Dwinita Larasati (born December 28, 1972), who also uses the diminutive Tita Larasati, is an Indonesian industrial designer and cartoonist. She is a lecturer in industrial design at the Bandung Institute of Technology (ITB) and her design work focuses on sustainability and the use of bamboo. As an artist and publisher, she is a pioneer in the "graphic diary" genre of autobiographical Indonesian comics.

==Biography==
Larasati was born in Jakarta and studied at the Bandung Institute of Technology in Bandung. She earned a master's degree from the Design Academy Eindhoven and a doctorate from the Delft University of Technology in 2007.

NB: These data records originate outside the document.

//! Error types for time-domain analysis.

use lti_core::LtiError;
use lti_sim::SimError;
use thiserror::Error;

pub type TimeResult<T> = Result<T, TimeError>;

#[derive(Error, Debug)]
pub enum TimeError {
    #[error(transparent)]
    Core(#[from] LtiError),

    #[error("Invalid input: {what}")]
    InvalidInput { what: String },

    #[error("Simulation error: {message}")]
    Simulation { message: String },
}

impl From<SimError> for TimeError {
    fn from(e: SimError) -> Self {
        match e {
            SimError::Improper { what } => TimeError::InvalidInput {
                what: what.to_string(),
            },
            other => TimeError::Simulation {
                message: other.to_string(),
            },
        }
    }
}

She began drawing in 1995 while on a design internship in Germany in order to keep in touch with her family. She later said “I was too lazy to write" so she began faxing them autobiographical comics which were photocopied and given to family and friends by her mother.

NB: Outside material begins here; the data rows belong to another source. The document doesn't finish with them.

//! Serializable complex point used at every API boundary.

use num_complex::Complex64;
use serde::{Deserialize, Serialize};

/// A point in the s-plane, serialized as `{ "real": .., "imag": .. }`.
#[derive(Clone, Copy, Debug, Default, PartialEq, Serialize, Deserialize)]
pub struct ComplexPoint {
    pub real: f64,
    pub imag: f64,
}

impl ComplexPoint {
    pub fn new(real: f64, imag: f64) -> Self {
        Self { real, imag }
    }

    pub fn is_finite(&self) -> bool {
        self.real.is_finite() && self.imag.is_finite()
    }
}

impl From<Complex64> for ComplexPoint {
    fn from(z: Complex64) -> Self {
        Self {
            real: z.re,
            imag: z.im,
        }
    }
}

impl From<ComplexPoint> for Complex64 {
    fn from(p: ComplexPoint) -> Self {
        Complex64::new(p.real, p.imag)
    }
}

/// Human-readable form, e.g. `-1.0000 + 1.4142j`.
pub fn format_complex(z: Complex64) -> String {
    if z.im == 0.0 {
        format!("{:.4}", z.re)
    } else if z.im > 0.0 {
        format!("{:.4} + {:.4}j", z.re, z.im)
    } else {
        format!("{:.4} - {:.4}j", z.re, -z.im)
    }
}
//! Error types for root-locus computation.

use lti_core::LtiError;
use lti_stability::StabilityError;
use thiserror::Error;

pub type LocusResult<T> = Result<T, LocusError>;

#[derive(Error, Debug, Clone, PartialEq)]
pub enum LocusError {
    #[error("Invalid input: {what}")]
    InvalidInput { what: String },

    #[error(transparent)]
    Core(#[from] LtiError),

    #[error(transparent)]
    Stability(#[from] StabilityError),
}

After her return to Indonesia, she co-founded Curhat Anak Bangsa ("Outpouring of a Nation") with Rony Amandi in 2008, which published graphic diary comics by herself and other women like Sheila Rooswitha Putri and Azisa Noor. Four of Larasati's graphic diary works were published by CAB: Curhat Tita (Tita Tells Her Stories), Transition, Back in Bandung, and Kidstuff. Back in Bandung was the first Indonesian comic book translated into another language, published in French as Retour à Bandung in 2016 by Editions çà et là. Many of her works center on her struggles as an expatriate in Europe and returning to Indonesia after a lengthy absence. She has been cited as a key female Indonesian comics artist who has not been influenced by Japanese manga.

Larasati is the general secretary and one of the founders of the Bandung Creative City Forum (BCCF). She is also chair of the Bandung Creative Economy Committee.

In 2024 she was one of many staff who received long service awards from Reini Wirahadikusumah the rector of the Institut Teknologi Bandung on Independence Day.